Telemedicine – e.g. the practice of providing remote medical care to patients – is one of the more exciting trends in the industry. While once reserved for geographically remote areas where there was a lack of medical professionals, virtual medicine is now being used throughout the world.

Telemedicine is embraced by physicians and patients alike. It’s more cost-effective, time-efficient, and accessible. And though it’s been around for more than a decade, we’re now seeing some profoundly positive changes that are expected to transform telemedicine and take it to the next level. Trends and developments include:

  • We’ll discuss this more in the following section, but the growth of sensor technology and wearable trackers has allowed telemedicine to expand services. Doctors can now monitor heart rate, blood pressure, and other important vitals totally remotely.
  • Advances in data security make it possible for telemedicine providers to safely store patient data and more robust patient records. This improves quality of care and ensures nothing slips through the cracks.
  • An increasing number of healthcare providers are releasing their own mobile apps and systems, which allow patients to connect with them in one streamlined platform. This leads to a more comfortable patient-physician experience.

As mobile device and cloud technology improves, telemedicine will continue to iterate and innovate. Out of all the trends highlighted in this article, this is the one that promises the most patient-side benefits.

4. Wearable Trackers

As mentioned, sensor technology is improving and this has led to serious improvements in the capabilities of wearable trackers.

As people become more comfortable with wearable technology – such as smart watches and fitness trackers – the expectation is that healthcare bands and other doctor-prescribed sensors will take center stage. These digital devices, which measure fitness and vital signs, send data to healthcare providers and signal when something is wrong. They’re also used by health insurance companies to offer premium discounts and other perks.

The biggest concern with wearable trackers is the amount of personal data they produce. Discerning patients are hesitant to put all of their information out there without reassurance that it’s properly safeguarded. But with advances in data encryption, this is becoming less of an issue. Once consumers gain more trust in data security, the adoption rate of wearable trackers will skyrocket.

5. Electronic Health Records

“Today, the healthcare industry is facing the perfect storm: policy mandates with related timelines for implementation and a pressing demand to find a way to unlock the wealth of data that exists in clinical documentation,” CareCloud explains. “These positive pressures combined with the rapid pace of adoption of a more digital approach to care – for patients and providers alike – has created an opportunity for us all to rethink how to approach patient care and, in turn, capture and utilize clinical data.”

Out of this demand for better digitization and accessibility, electronic health records (EHR) systems have evolved from rudimentary software programs to transformative cloud platforms that revolutionize the way healthcare providers and patients interact. Data is now easily accessible by all providers and there’s less risk for errors, oversights, and confusion.
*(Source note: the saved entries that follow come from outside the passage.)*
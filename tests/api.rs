//! End-to-end tests: a real server on a loopback port, driven through
//! `StoreClient` and a client `Session`.

use plantcat::client::{self, ClientError, Session, StoreClient};
use plantcat::server::{router, AppState, PlantStore};
use plantcat::{Plant, PlantForm};
use tempfile::TempDir;

const CATALOG: &str = r#"<?xml version="1.0" encoding="UTF-8"?>
<CATALOG>
  <PLANT>
    <COMMON>Bloodroot</COMMON>
    <BOTANICAL>Sanguinaria canadensis</BOTANICAL>
    <ZONE>4</ZONE>
    <LIGHT>Mostly Shady</LIGHT>
    <PRICE>$2.44</PRICE>
    <AVAILABILITY>031599</AVAILABILITY>
  </PLANT>
  <PLANT>
    <COMMON>Columbine</COMMON>
    <BOTANICAL>Aquilegia canadensis</BOTANICAL>
    <ZONE>3</ZONE>
    <LIGHT>Mostly Shady</LIGHT>
    <PRICE>$9.37</PRICE>
    <AVAILABILITY>030699</AVAILABILITY>
  </PLANT>
  <PLANT>
    <COMMON>bloodroot</COMMON>
    <BOTANICAL>SANGUINARIA CANADENSIS</BOTANICAL>
    <ZONE>4</ZONE>
    <LIGHT>Sun or Shade</LIGHT>
    <PRICE>$2.44</PRICE>
    <AVAILABILITY>031599</AVAILABILITY>
  </PLANT>
</CATALOG>"#;

/// Bind to port 0 and return the base URL.
async fn start_server(data_dir: &std::path::Path) -> String {
    let app = router(AppState::new(PlantStore::in_dir(data_dir)));
    let listener = tokio::net::TcpListener::bind("127.0.0.1:0").await.unwrap();
    let addr = listener.local_addr().unwrap();
    tokio::spawn(async move {
        axum::serve(listener, app).await.unwrap();
    });
    format!("http://{addr}")
}

fn rose(id: u64) -> Plant {
    Plant {
        id,
        common: "Rose".into(),
        botanical: "Rosa".into(),
        zone: "5".into(),
        light: "Full Sun".into(),
        price: "12.50".into(),
        availability: "In stock".into(),
    }
}

#[tokio::test]
async fn health_check() {
    let temp = TempDir::new().unwrap();
    let client = StoreClient::new(&start_server(temp.path()).await);
    assert!(client.check_server().await);
}

#[tokio::test]
async fn unreachable_server_fails_health_check() {
    let client = StoreClient::new("http://127.0.0.1:1");
    assert!(!client.check_server().await);
    assert!(matches!(client.load().await, Err(ClientError::Http(_))));
}

#[tokio::test]
async fn first_load_imports_xml_catalog() {
    let temp = TempDir::new().unwrap();
    std::fs::write(temp.path().join("plant_catalog.xml"), CATALOG).unwrap();
    let client = StoreClient::new(&start_server(temp.path()).await);

    let plants = client.load().await.unwrap();
    let ids: Vec<u64> = plants.iter().map(|p| p.id).collect();
    assert_eq!(ids, vec![1, 2, 3]);
    assert_eq!(plants[1].common, "Columbine");
    assert!(temp.path().join("plants.json").exists());
}

#[tokio::test]
async fn save_then_load_round_trip() {
    let temp = TempDir::new().unwrap();
    let client = StoreClient::new(&start_server(temp.path()).await);

    // Spaces, quotes and ampersands must survive form encoding
    let mut tricky = rose(2);
    tricky.common = "Dutchman's Breeches & \"Friends\"".into();
    tricky.price = "$6.44".into();
    let plants = vec![rose(1), tricky];

    let response = client.save(&plants).await.unwrap();
    assert!(response.success);
    assert_eq!(response.message, "Data saved successfully");

    assert_eq!(client.load().await.unwrap(), plants);
}

#[tokio::test]
async fn session_mutations_persist_through_server() {
    let temp = TempDir::new().unwrap();
    std::fs::write(temp.path().join("plant_catalog.xml"), CATALOG).unwrap();
    let client = StoreClient::new(&start_server(temp.path()).await);

    // Deduplicate the imported catalog
    let mut session = Session::new(client.load().await.unwrap());
    let outcome = session.deduplicate();
    assert!(outcome.persist);
    assert!(client::persist(&client, session.plants()).await.is_none());

    let stored = client.load().await.unwrap();
    assert_eq!(stored.len(), 2);
    assert_eq!(stored[1].id, 2);

    // Already clean: nothing to persist
    let mut session = Session::new(stored);
    assert!(!session.deduplicate().persist);

    // Add a plant
    let form = PlantForm::new("Rose", "Rosa", "5", "Full Sun", "12.50", "In stock");
    let outcome = session.add(&form).unwrap();
    assert!(outcome.persist);
    client::persist(&client, session.plants()).await;

    let stored = client.load().await.unwrap();
    assert_eq!(stored.len(), 3);
    assert_eq!(stored[2].id, 3);

    // Same name pair with different case is rejected before any save
    let mut session = Session::new(stored);
    let duplicate = PlantForm::new("rose", "ROSA", "5", "Full Sun", "1", "now");
    assert!(session.add(&duplicate).is_err());

    // Delete the first record
    session.select(0).unwrap();
    let outcome = session.delete(|_| true).unwrap();
    assert!(outcome.persist);
    client::persist(&client, session.plants()).await;

    let stored = client.load().await.unwrap();
    let commons: Vec<&str> = stored.iter().map(|p| p.common.as_str()).collect();
    assert_eq!(commons, vec!["Columbine", "Rose"]);
}

#[tokio::test]
async fn persist_failure_is_reported_not_fatal() {
    let client = StoreClient::new("http://127.0.0.1:1");
    let failure = client::persist(&client, &[rose(1)]).await.unwrap();
    assert!(failure.is_error());
    assert!(failure.message.starts_with("Error saving data"));
}
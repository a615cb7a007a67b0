use clap::{Parser, Subcommand};
use std::path::PathBuf;
use tracing_subscriber::{layer::SubscriberExt, util::SubscriberInitExt};

mod commands;

use commands::{ConfigCommand, PlantSubcommand};
use plantcat::config::Config;
use plantcat::StoreClient;

#[derive(Parser)]
#[command(name = "plantcat")]
#[command(version)]
#[command(about = "Manage a plant catalog stored on a plantcat server", long_about = None)]
struct Cli {
    /// Path to config file
    #[arg(long, short, global = true)]
    config: Option<PathBuf>,

    /// Server URL (overrides config)
    #[arg(long, global = true)]
    server: Option<String>,

    #[command(subcommand)]
    command: Option<Commands>,
}

#[derive(Subcommand)]
enum Commands {
    #[command(flatten)]
    Plant(PlantSubcommand),

    /// Manage configuration
    Config(ConfigCommand),
}

#[tokio::main]
async fn main() {
    // Logs go to stderr so they never mix with table output
    tracing_subscriber::registry()
        .with(
            tracing_subscriber::EnvFilter::try_from_default_env()
                .unwrap_or_else(|_| "plantcat=warn".into()),
        )
        .with(tracing_subscriber::fmt::layer().with_writer(std::io::stderr))
        .init();

    if let Err(e) = run().await {
        eprintln!("Error: {}", e);
        std::process::exit(1);
    }
}

async fn run() -> Result<(), Box<dyn std::error::Error>> {
    let cli = Cli::parse();

    // Load configuration
    let config = Config::load(cli.config)?;

    match cli.command {
        Some(Commands::Plant(cmd)) => {
            let server_url = cli.server.unwrap_or(config.server_url.value);
            let client = StoreClient::new(&server_url);
            cmd.run(&client).await?;
        }
        Some(Commands::Config(cmd)) => {
            cmd.run(&config)?;
        }
        None => {
            println!("Use --help to see available commands");
        }
    }

    Ok(())
}
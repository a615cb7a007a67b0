use serde::{Deserialize, Serialize};
use std::path::PathBuf;
use thiserror::Error;

/// Server used when nothing else is configured.
pub const DEFAULT_SERVER_URL: &str = "http://127.0.0.1:8080";

/// Source of a configuration value
#[derive(Debug, Clone, PartialEq, Serialize)]
#[serde(rename_all = "lowercase")]
pub enum ConfigSource {
    Default,
    File,
    Environment,
}

impl std::fmt::Display for ConfigSource {
    fn fmt(&self, f: &mut std::fmt::Formatter<'_>) -> std::fmt::Result {
        match self {
            ConfigSource::Default => write!(f, "default"),
            ConfigSource::File => write!(f, "file"),
            ConfigSource::Environment => write!(f, "environment"),
        }
    }
}

/// A configuration value with its source
#[derive(Debug, Clone, Serialize)]
pub struct ConfigValue<T> {
    pub value: T,
    pub source: ConfigSource,
}

impl<T> ConfigValue<T> {
    pub fn new(value: T, source: ConfigSource) -> Self {
        Self { value, source }
    }
}

/// Client configuration with source tracking
#[derive(Debug, Clone, Serialize)]
pub struct Config {
    /// Base URL of the plant store server
    pub server_url: ConfigValue<String>,
    /// Config file path used (if any)
    #[serde(skip_serializing_if = "Option::is_none")]
    pub config_file: Option<PathBuf>,
}

/// Internal struct for deserializing config file
#[derive(Debug, Deserialize, Default)]
#[serde(default)]
struct ConfigFile {
    server_url: Option<String>,
}

impl Config {
    /// Load configuration with priority: env vars > config file > defaults
    pub fn load(config_path: Option<PathBuf>) -> Result<Self, ConfigError> {
        let mut server_url =
            ConfigValue::new(DEFAULT_SERVER_URL.to_string(), ConfigSource::Default);
        let mut config_file = None;

        // Try to load from config file
        let path = config_path.unwrap_or_else(Self::default_config_path);
        if path.exists() {
            let contents = std::fs::read_to_string(&path)
                .map_err(|e| ConfigError::ReadError(path.clone(), e))?;
            let file_config: ConfigFile = serde_yaml::from_str(&contents)
                .map_err(|e| ConfigError::ParseError(path.clone(), e))?;

            config_file = Some(path.clone());

            if let Some(url) = file_config.server_url {
                server_url = ConfigValue::new(url, ConfigSource::File);
            }
        }

        // Apply environment variable overrides
        if let Ok(url) = std::env::var("PLANTCAT_SERVER_URL") {
            server_url = ConfigValue::new(url, ConfigSource::Environment);
        }

        Ok(Self {
            server_url,
            config_file,
        })
    }

    /// Default config directory (platform-specific):
    /// - Linux: ~/.config/plantcat/
    /// - macOS: ~/Library/Application Support/plantcat/
    /// - Windows: %APPDATA%/plantcat/
    pub fn default_config_dir() -> PathBuf {
        dirs::config_dir()
            .unwrap_or_else(|| PathBuf::from("."))
            .join("plantcat")
    }

    /// Default config file path (platform-specific config dir + config.yaml)
    pub fn default_config_path() -> PathBuf {
        Self::default_config_dir().join("config.yaml")
    }
}

#[derive(Error, Debug)]
pub enum ConfigError {
    #[error("Failed to read config file '{}': {}", .0.display(), .1)]
    ReadError(PathBuf, #[source] std::io::Error),

    #[error("Failed to parse config file '{}': {}", .0.display(), .1)]
    ParseError(PathBuf, #[source] serde_yaml::Error),
}
//! Server-side modules for the plant store.

pub mod api;
pub mod import;
pub mod storage;

pub use api::{router, AppState, ErrorResponse, SaveResponse, API_PATH};
pub use import::{import_catalog, parse_catalog, ImportError};
pub use storage::{PlantStore, StoreError};
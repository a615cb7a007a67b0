use std::fmt;
use std::str::FromStr;

/// Light requirement choices offered by the edit form.
#[derive(Debug, Clone, Copy, PartialEq, Eq)]
pub enum LightOption {
    FullSun,
    PartialSun,
    PartialShade,
    FullShade,
}

impl LightOption {
    pub const ALL: [LightOption; 4] = [
        LightOption::FullSun,
        LightOption::PartialSun,
        LightOption::PartialShade,
        LightOption::FullShade,
    ];

    pub fn label(&self) -> &'static str {
        match self {
            LightOption::FullSun => "Full Sun",
            LightOption::PartialSun => "Partial Sun",
            LightOption::PartialShade => "Partial Shade",
            LightOption::FullShade => "Full Shade",
        }
    }
}

impl fmt::Display for LightOption {
    fn fmt(&self, f: &mut fmt::Formatter<'_>) -> fmt::Result {
        write!(f, "{}", self.label())
    }
}

impl FromStr for LightOption {
    type Err = String;

    /// Exact, case-sensitive match against the option labels.
    fn from_str(s: &str) -> Result<Self, Self::Err> {
        LightOption::ALL
            .into_iter()
            .find(|option| option.label() == s)
            .ok_or_else(|| {
                format!(
                    "Invalid light option '{}'. Valid options: Full Sun, Partial Sun, Partial Shade, Full Shade",
                    s
                )
            })
    }
}

#[derive(Debug, Clone, Copy)]
enum LightPattern {
    Contains(&'static str),
    Exact(&'static str),
}

impl LightPattern {
    fn matches(&self, lowered: &str) -> bool {
        match self {
            LightPattern::Contains(needle) => lowered.contains(needle),
            LightPattern::Exact(word) => lowered == *word,
        }
    }
}

/// Synonyms for light values found in imported catalogs, checked in order
/// against the lowercased value. The first match wins.
const LIGHT_SYNONYMS: &[(LightPattern, LightOption)] = &[
    (LightPattern::Contains("sun or shade"), LightOption::PartialSun),
    (LightPattern::Contains("sun and shade"), LightOption::PartialSun),
    (LightPattern::Contains("mostly sunny"), LightOption::FullSun),
    (LightPattern::Exact("sunny"), LightOption::FullSun),
    (LightPattern::Contains("mostly shady"), LightOption::PartialShade),
    (LightPattern::Contains("mostly shade"), LightOption::PartialShade),
    (LightPattern::Exact("shade"), LightOption::FullShade),
    (LightPattern::Contains("full shade"), LightOption::FullShade),
    (LightPattern::Exact("sun"), LightOption::FullSun),
    (LightPattern::Contains("full sun"), LightOption::FullSun),
];

/// What the light selector shows after loading a record's light value.
#[derive(Debug, Clone, PartialEq, Eq)]
pub enum LightChoice {
    /// Empty value; the placeholder stays selected.
    Unset,
    /// A known option, matched exactly or through a synonym.
    Known(LightOption),
    /// No option matched; a temporary option carrying the literal value.
    Custom(String),
}

impl LightChoice {
    /// Resolves a stored light value to a selector choice.
    ///
    /// Exact label matches win, then the synonym table. Anything else passes
    /// through verbatim as a custom choice.
    pub fn resolve(value: &str) -> Self {
        let trimmed = value.trim();
        if trimmed.is_empty() {
            return LightChoice::Unset;
        }

        if let Ok(option) = trimmed.parse::<LightOption>() {
            return LightChoice::Known(option);
        }

        let lowered = trimmed.to_lowercase();
        LIGHT_SYNONYMS
            .iter()
            .find(|(pattern, _)| pattern.matches(&lowered))
            .map(|(_, option)| LightChoice::Known(*option))
            .unwrap_or_else(|| LightChoice::Custom(trimmed.to_string()))
    }

    /// The value placed in the form's light field.
    pub fn value(&self) -> &str {
        match self {
            LightChoice::Unset => "",
            LightChoice::Known(option) => option.label(),
            LightChoice::Custom(value) => value,
        }
    }

    /// Label of the injected temporary option, if one is needed.
    pub fn custom_label(&self) -> Option<String> {
        match self {
            LightChoice::Custom(value) => Some(format!("{} (from data)", value)),
            _ => None,
        }
    }
}
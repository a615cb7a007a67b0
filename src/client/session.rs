//! Client-side editing session over a loaded collection.
//!
//! The session owns the in-memory collection, the current selection, the
//! edit form, and the view state. Mutations go through the pure functions in
//! [`crate::catalog`]; each successful one reports whether the collection must
//! now be pushed back to the store.

use crate::catalog::{self, CatalogError};
use crate::models::{Collection, LightChoice, Plant, PlantForm};

use super::notify::Notification;
use super::view::{LightSelect, Table, ZoneSelect};

/// Result of a successful session operation.
#[derive(Debug, Clone, PartialEq, Eq)]
pub struct Outcome {
    pub notification: Notification,
    /// True when the whole collection must be saved to the store.
    pub persist: bool,
}

impl Outcome {
    fn persisted(notification: Notification) -> Self {
        Self {
            notification,
            persist: true,
        }
    }

    fn local(notification: Notification) -> Self {
        Self {
            notification,
            persist: false,
        }
    }
}

#[derive(Debug, Clone)]
pub struct Session {
    plants: Collection,
    selected: Option<usize>,
    form: PlantForm,
    zones: ZoneSelect,
    lights: LightSelect,
    table: Table,
}

impl Session {
    /// Starts a session over a freshly loaded collection.
    pub fn new(plants: Collection) -> Self {
        let zones = ZoneSelect::populate(&plants);
        let table = Table::render(&plants, None);
        Self {
            plants,
            selected: None,
            form: PlantForm::default(),
            zones,
            lights: LightSelect::default(),
            table,
        }
    }

    pub fn plants(&self) -> &[Plant] {
        &self.plants
    }

    pub fn selected(&self) -> Option<usize> {
        self.selected
    }

    pub fn form(&self) -> &PlantForm {
        &self.form
    }

    pub fn zones(&self) -> &ZoneSelect {
        &self.zones
    }

    pub fn lights(&self) -> &LightSelect {
        &self.lights
    }

    pub fn table(&self) -> &Table {
        &self.table
    }

    /// Selects the record at `index` and loads it into the form.
    ///
    /// The light value is mapped onto a known option where possible and the
    /// currency symbol is stripped from the price.
    pub fn select(&mut self, index: usize) -> Result<LightChoice, CatalogError> {
        let plant = self
            .plants
            .get(index)
            .ok_or(CatalogError::RowOutOfRange(index))?;

        tracing::debug!("Selected plant data: {:?}", plant);

        let light = self.lights.select(&plant.light);
        self.form = PlantForm {
            common: plant.common.clone(),
            botanical: plant.botanical.clone(),
            zone: plant.zone.clone(),
            light: light.value().to_string(),
            price: plant.price.replacen('$', "", 1),
            availability: plant.availability.clone(),
        };
        self.selected = Some(index);
        self.table.select(self.selected);

        Ok(light)
    }

    /// Resets the form and drops the selection.
    pub fn clear_form(&mut self) -> Notification {
        self.form = PlantForm::default();
        self.selected = None;
        self.table.select(None);
        Notification::info("Form cleared")
    }

    /// Adds `form` as a new record.
    pub fn add(&mut self, form: &PlantForm) -> Result<Outcome, CatalogError> {
        self.plants = catalog::add(self.plants.clone(), form)?;
        self.zones.insert(&form.zone);
        self.refresh();
        Ok(Outcome::persisted(Notification::success(
            "Plant added successfully!",
        )))
    }

    /// Merges `form` into the selected record.
    pub fn update(&mut self, form: &PlantForm) -> Result<Outcome, CatalogError> {
        let index = self.selected.ok_or(CatalogError::NoSelection("update"))?;
        self.plants = catalog::update(self.plants.clone(), index, form)?;
        self.refresh();
        Ok(Outcome::persisted(Notification::success(
            "Plant updated successfully!",
        )))
    }

    /// Deletes the selected record once `confirm` agrees.
    ///
    /// A declined confirmation leaves everything, including the selection,
    /// as it was.
    pub fn delete<F>(&mut self, confirm: F) -> Result<Outcome, CatalogError>
    where
        F: FnOnce(&Plant) -> bool,
    {
        let index = self.selected.ok_or(CatalogError::NoSelection("delete"))?;
        let plant = self
            .plants
            .get(index)
            .ok_or(CatalogError::RowOutOfRange(index))?;

        if !confirm(plant) {
            return Ok(Outcome::local(Notification::info("Deletion cancelled.")));
        }

        let (plants, _removed) = catalog::delete(self.plants.clone(), index)?;
        self.plants = plants;
        self.refresh();
        Ok(Outcome::persisted(Notification::success(
            "Plant deleted successfully!",
        )))
    }

    /// Drops later records that repeat an earlier `(common, botanical)` pair.
    pub fn deduplicate(&mut self) -> Outcome {
        let (plants, removed) = catalog::deduplicate(self.plants.clone());
        if removed == 0 {
            return Outcome::local(Notification::info("No duplicates found in the catalog"));
        }

        self.plants = plants;
        self.refresh();
        Outcome::persisted(Notification::success(format!(
            "Catalog cleaned! Removed {} duplicate{}",
            removed,
            if removed > 1 { "s" } else { "" }
        )))
    }

    /// Hides table rows that do not contain `term`.
    pub fn filter(&mut self, term: &str) {
        self.table.filter(term);
    }

    fn refresh(&mut self) {
        self.table = Table::render(&self.plants, None);
        self.clear_form();
    }
}

#[cfg(test)]
mod tests {
    use super::*;
    use crate::models::LightOption;

    fn plant(id: u64, common: &str, botanical: &str) -> Plant {
        Plant {
            id,
            common: common.into(),
            botanical: botanical.into(),
            zone: "4".into(),
            light: "Mostly Shady".into(),
            price: "$2.44".into(),
            availability: "031599".into(),
        }
    }

    fn form(common: &str, botanical: &str) -> PlantForm {
        PlantForm::new(common, botanical, "6", "Full Sun", "12.50", "In stock")
    }

    #[test]
    fn test_new_populates_view() {
        let session = Session::new(vec![plant(1, "Rose", "Rosa")]);
        assert_eq!(session.table().rows().len(), 1);
        assert_eq!(session.zones().options(), &["4".to_string()]);
        assert_eq!(session.selected(), None);
    }

    #[test]
    fn test_select_loads_form_with_normalized_fields() {
        let mut session = Session::new(vec![plant(1, "Bloodroot", "Sanguinaria")]);
        let light = session.select(0).unwrap();

        assert_eq!(light, LightChoice::Known(LightOption::PartialShade));
        assert_eq!(session.selected(), Some(0));
        assert_eq!(session.form().light, "Partial Shade");
        assert_eq!(session.form().price, "2.44");
        assert_eq!(session.form().common, "Bloodroot");
        assert!(session.table().rows()[0].selected);
    }

    #[test]
    fn test_select_unknown_light_injects_custom_option() {
        let mut p = plant(1, "Moonflower", "Ipomoea alba");
        p.light = "Moonlight".into();
        let mut session = Session::new(vec![p]);

        let light = session.select(0).unwrap();
        assert_eq!(light.custom_label().as_deref(), Some("Moonlight (from data)"));
        assert_eq!(session.form().light, "Moonlight");
        assert!(session
            .lights()
            .labels()
            .contains(&"Moonlight (from data)".to_string()));
    }

    #[test]
    fn test_select_out_of_range() {
        let mut session = Session::new(Vec::new());
        assert_eq!(session.select(0), Err(CatalogError::RowOutOfRange(0)));
    }

    #[test]
    fn test_add_persists_and_clears_form() {
        let mut session = Session::new(Vec::new());
        let outcome = session.add(&form("Rose", "Rosa")).unwrap();

        assert!(outcome.persist);
        assert_eq!(outcome.notification, Notification::success("Plant added successfully!"));
        assert_eq!(session.plants()[0].id, 1);
        assert_eq!(session.table().rows().len(), 1);
        assert_eq!(session.form(), &PlantForm::default());
        assert_eq!(session.zones().options(), &["6".to_string()]);
    }

    #[test]
    fn test_add_duplicate_keeps_state() {
        let mut session = Session::new(vec![plant(1, "rose", "rosa")]);
        let err = session.add(&form("Rose", "Rosa")).unwrap_err();

        assert!(matches!(err, CatalogError::DuplicatePlant { .. }));
        assert!(Notification::from(&err).is_error());
        assert_eq!(session.plants().len(), 1);
    }

    #[test]
    fn test_update_requires_selection() {
        let mut session = Session::new(vec![plant(1, "Rose", "Rosa")]);
        let err = session.update(&form("Rose", "Rosa")).unwrap_err();
        assert_eq!(err.to_string(), "Please select a plant to update.");
    }

    #[test]
    fn test_update_selected_record() {
        let mut session = Session::new(vec![plant(1, "Rose", "Rosa"), plant(2, "Tulip", "Tulipa")]);
        session.select(1).unwrap();

        let mut edited = session.form().clone();
        edited.zone = "7".into();
        let outcome = session.update(&edited).unwrap();

        assert!(outcome.persist);
        assert_eq!(session.plants()[1].id, 2);
        assert_eq!(session.plants()[1].zone, "7");
        // select normalized these before the merge
        assert_eq!(session.plants()[1].light, "Partial Shade");
        assert_eq!(session.plants()[1].price, "2.44");
        assert_eq!(session.selected(), None);
    }

    #[test]
    fn test_update_invalid_price_keeps_selection() {
        let mut session = Session::new(vec![plant(1, "Rose", "Rosa")]);
        session.select(0).unwrap();

        let mut edited = session.form().clone();
        edited.price = "abc".into();
        assert!(matches!(
            session.update(&edited),
            Err(CatalogError::InvalidPrice(_))
        ));
        assert_eq!(session.selected(), Some(0));
        assert_eq!(session.plants()[0].price, "$2.44");
    }

    #[test]
    fn test_delete_requires_selection() {
        let mut session = Session::new(vec![plant(1, "Rose", "Rosa")]);
        let err = session.delete(|_| true).unwrap_err();
        assert_eq!(err, CatalogError::NoSelection("delete"));
    }

    #[test]
    fn test_delete_declined_changes_nothing() {
        let mut session = Session::new(vec![plant(1, "Rose", "Rosa")]);
        session.select(0).unwrap();

        let outcome = session.delete(|_| false).unwrap();
        assert!(!outcome.persist);
        assert_eq!(session.plants().len(), 1);
        assert_eq!(session.selected(), Some(0));
    }

    #[test]
    fn test_delete_confirmed() {
        let mut session = Session::new(vec![plant(1, "Rose", "Rosa"), plant(2, "Tulip", "Tulipa")]);
        session.select(0).unwrap();

        let mut asked = String::new();
        let outcome = session
            .delete(|p| {
                asked = p.common.clone();
                true
            })
            .unwrap();

        assert_eq!(asked, "Rose");
        assert!(outcome.persist);
        assert_eq!(session.plants().len(), 1);
        assert_eq!(session.plants()[0].common, "Tulip");
        assert_eq!(session.table().rows().len(), 1);
        assert_eq!(session.selected(), None);
    }

    #[test]
    fn test_deduplicate_persists_only_when_removed() {
        let mut session = Session::new(vec![
            plant(1, "Rose", "Rosa"),
            plant(2, "Tulip", "Tulipa"),
            plant(3, "rose", "rosa"),
        ]);

        let outcome = session.deduplicate();
        assert!(outcome.persist);
        assert_eq!(outcome.notification.message, "Catalog cleaned! Removed 1 duplicate");
        assert_eq!(session.plants().len(), 2);
        assert_eq!(session.plants()[1].id, 2);

        let before = session.plants().to_vec();
        let outcome = session.deduplicate();
        assert!(!outcome.persist);
        assert_eq!(outcome.notification.message, "No duplicates found in the catalog");
        assert_eq!(session.plants(), before.as_slice());
    }

    #[test]
    fn test_filter_does_not_touch_collection() {
        let mut session = Session::new(vec![plant(1, "Rose", "Rosa"), plant(2, "Tulip", "Tulipa")]);
        session.filter("tulip");
        assert_eq!(session.table().visible_rows().count(), 1);
        assert_eq!(session.plants().len(), 2);
    }

    #[test]
    fn test_clear_form() {
        let mut session = Session::new(vec![plant(1, "Rose", "Rosa")]);
        session.select(0).unwrap();
        let note = session.clear_form();
        assert_eq!(note.message, "Form cleared");
        assert_eq!(session.selected(), None);
        assert!(!session.table().rows()[0].selected);
    }
}
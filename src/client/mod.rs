//! Client side: store access, editing session, and view state.

pub mod api;
pub mod notify;
pub mod session;
pub mod view;

pub use api::{ClientError, StoreClient};
pub use notify::{Notification, NotificationKind};
pub use session::{Outcome, Session};
pub use view::{LightSelect, Row, Table, ZoneSelect, ZONE_PLACEHOLDER};

use crate::models::Plant;

/// Pushes the whole collection to the store once.
///
/// Failures are logged and turned into an error notification; they never end
/// the session and are not retried.
pub async fn persist(client: &StoreClient, plants: &[Plant]) -> Option<Notification> {
    match client.save(plants).await {
        Ok(response) => {
            tracing::debug!("{}", response.message);
            None
        }
        Err(e) => {
            tracing::error!("Error saving data: {}", e);
            Some(Notification::error(format!("Error saving data: {}", e)))
        }
    }
}
mod light;
mod plant;

pub use light::{LightChoice, LightOption};
pub use plant::{Collection, Field, Plant, PlantForm};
Once again, the only limiting factor is data security. But as data security improves – and it already has in the past few months – EHR technology will continue to become the gold standard in the industry.

A Healthier Future Awaits

Many people are shocked to learn that the U.S. healthcare system lags far behind dozens of other countries around the globe – many of which are far smaller and have significantly fewer resources. In fact, one ranking places the United States at 37th in the world, which lags behind countries like Costa Rica, Morocco, Saudi Arabia, and Iceland. While this ranking is suppressed by numerous factors, health officials are hopeful that recent improvements and advances in technology will close the gap and enhance the overall quality of care both at home and abroad.